Your task is to transcribe the data in full.

Stored data:
BEGIN

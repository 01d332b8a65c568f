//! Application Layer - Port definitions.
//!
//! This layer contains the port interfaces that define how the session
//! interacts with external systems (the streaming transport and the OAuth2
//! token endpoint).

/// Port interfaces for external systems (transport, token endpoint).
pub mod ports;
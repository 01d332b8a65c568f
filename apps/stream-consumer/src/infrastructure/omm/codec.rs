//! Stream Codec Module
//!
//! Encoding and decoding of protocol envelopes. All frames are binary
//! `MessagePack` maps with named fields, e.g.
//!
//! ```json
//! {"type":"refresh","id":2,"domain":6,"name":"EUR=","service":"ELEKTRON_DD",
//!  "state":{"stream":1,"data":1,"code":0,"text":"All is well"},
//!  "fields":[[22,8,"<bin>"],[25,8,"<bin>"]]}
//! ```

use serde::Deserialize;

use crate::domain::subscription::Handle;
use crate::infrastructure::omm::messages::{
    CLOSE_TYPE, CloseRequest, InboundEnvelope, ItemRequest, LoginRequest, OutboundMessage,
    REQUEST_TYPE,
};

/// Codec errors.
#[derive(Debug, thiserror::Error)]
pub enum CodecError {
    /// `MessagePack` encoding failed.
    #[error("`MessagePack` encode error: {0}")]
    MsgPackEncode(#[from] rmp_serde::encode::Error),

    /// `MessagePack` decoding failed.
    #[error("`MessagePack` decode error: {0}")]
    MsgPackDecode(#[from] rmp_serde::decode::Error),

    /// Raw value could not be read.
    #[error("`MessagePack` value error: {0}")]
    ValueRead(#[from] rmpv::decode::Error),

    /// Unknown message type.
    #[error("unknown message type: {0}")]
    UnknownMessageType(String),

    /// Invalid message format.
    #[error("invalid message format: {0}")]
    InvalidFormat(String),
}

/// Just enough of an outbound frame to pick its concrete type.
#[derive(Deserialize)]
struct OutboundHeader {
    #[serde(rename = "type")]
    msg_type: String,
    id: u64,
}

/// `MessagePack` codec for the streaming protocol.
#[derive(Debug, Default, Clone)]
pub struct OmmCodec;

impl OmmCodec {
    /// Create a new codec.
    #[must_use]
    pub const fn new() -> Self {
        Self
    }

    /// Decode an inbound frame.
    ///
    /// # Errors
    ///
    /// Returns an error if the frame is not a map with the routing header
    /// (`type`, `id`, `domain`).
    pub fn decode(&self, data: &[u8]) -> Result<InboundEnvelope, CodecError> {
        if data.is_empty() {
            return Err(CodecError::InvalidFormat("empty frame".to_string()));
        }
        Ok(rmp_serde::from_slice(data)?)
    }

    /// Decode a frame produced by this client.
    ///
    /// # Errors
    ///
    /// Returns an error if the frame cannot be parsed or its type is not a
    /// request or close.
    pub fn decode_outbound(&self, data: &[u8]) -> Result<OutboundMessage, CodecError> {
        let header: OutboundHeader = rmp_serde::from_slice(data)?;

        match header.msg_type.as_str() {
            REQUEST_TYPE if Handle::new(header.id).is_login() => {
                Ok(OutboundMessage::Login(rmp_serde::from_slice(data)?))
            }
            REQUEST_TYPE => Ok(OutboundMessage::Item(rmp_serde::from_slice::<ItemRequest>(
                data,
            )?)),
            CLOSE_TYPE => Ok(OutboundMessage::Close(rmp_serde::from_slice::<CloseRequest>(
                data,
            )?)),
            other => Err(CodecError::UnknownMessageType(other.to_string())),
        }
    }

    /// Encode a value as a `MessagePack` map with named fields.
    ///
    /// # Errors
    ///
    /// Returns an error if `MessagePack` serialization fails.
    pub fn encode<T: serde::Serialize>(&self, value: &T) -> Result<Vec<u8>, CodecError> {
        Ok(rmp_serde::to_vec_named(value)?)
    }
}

END

**WRITTEN REPLY:**
repository 01d332b8a65c568f
//! Application Layer - Port definitions.
//!
//! This layer contains the port interfaces that define how the session
//! interacts with external systems (the streaming transport and the OAuth2
//! token endpoint).

/// Port interfaces for external systems (transport, token endpoint).
pub mod ports;
repository 01d332b8a65c568f
filename apps/stream-consumer/src/infrastructure/omm/codec.rs
//! Stream Codec Module
//!
//! Encoding and decoding of protocol envelopes. All frames are binary
//! `MessagePack` maps with named fields, e.g.
//!
//! ```json
//! {"type":"refresh","id":2,"domain":6,"name":"EUR=","service":"ELEKTRON_DD",
//!  "state":{"stream":1,"data":1,"code":0,"text":"All is well"},
//!  "fields":[[22,8,"<bin>"],[25,8,"<bin>"]]}
//! ```

use serde::Deserialize;

use crate::domain::subscription::Handle;
use crate::infrastructure::omm::messages::{
    CLOSE_TYPE, CloseRequest, InboundEnvelope, ItemRequest, LoginRequest, OutboundMessage,
    REQUEST_TYPE,
};

/// Codec errors.
#[derive(Debug, thiserror::Error)]
pub enum CodecError {
    /// `MessagePack` encoding failed.
    #[error("`MessagePack` encode error: {0}")]
    MsgPackEncode(#[from] rmp_serde::encode::Error),

    /// `MessagePack` decoding failed.
    #[error("`MessagePack` decode error: {0}")]
    MsgPackDecode(#[from] rmp_serde::decode::Error),

    /// Raw value could not be read.
    #[error("`MessagePack` value error: {0}")]
    ValueRead(#[from] rmpv::decode::Error),

    /// Unknown message type.
    #[error("unknown message type: {0}")]
    UnknownMessageType(String),

    /// Invalid message format.
    #[error("invalid message format: {0}")]
    InvalidFormat(String),
}

/// Just enough of an outbound frame to pick its concrete type.
#[derive(Deserialize)]
struct OutboundHeader {
    #[serde(rename = "type")]
    msg_type: String,
    id: u64,
}

/// `MessagePack` codec for the streaming protocol.
#[derive(Debug, Default, Clone)]
pub struct OmmCodec;

impl OmmCodec {
    /// Create a new codec.
    #[must_use]
    pub const fn new() -> Self {
        Self
    }

    /// Decode an inbound frame.
    ///
    /// # Errors
    ///
    /// Returns an error if the frame is not a map with the routing header
    /// (`type`, `id`, `domain`).
    pub fn decode(&self, data: &[u8]) -> Result<InboundEnvelope, CodecError> {
        if data.is_empty() {
            return Err(CodecError::InvalidFormat("empty frame".to_string()));
        }
        Ok(rmp_serde::from_slice(data)?)
    }

    /// Decode a frame produced by this client.
    ///
    /// # Errors
    ///
    /// Returns an error if the frame cannot be parsed or its type is not a
    /// request or close.
    pub fn decode_outbound(&self, data: &[u8]) -> Result<OutboundMessage, CodecError> {
        let header: OutboundHeader = rmp_serde::from_slice(data)?;

        match header.msg_type.as_str() {
            REQUEST_TYPE if Handle::new(header.id).is_login() => {
                Ok(OutboundMessage::Login(rmp_serde::from_slice(data)?))
            }
            REQUEST_TYPE => Ok(OutboundMessage::Item(rmp_serde::from_slice::<ItemRequest>(
                data,
            )?)),
            CLOSE_TYPE => Ok(OutboundMessage::Close(rmp_serde::from_slice::<CloseRequest>(
                data,
            )?)),
            other => Err(CodecError::UnknownMessageType(other.to_string())),
        }
    }

    /// Encode a value as a `MessagePack` map with named fields.
    ///
    /// # Errors
    ///
    /// Returns an error if `MessagePack` serialization fails.
    pub fn encode<T: serde::Serialize>(&self, value: &T) -> Result<Vec<u8>, CodecError> {
        Ok(rmp_serde::to_vec_named(value)?)
    }
}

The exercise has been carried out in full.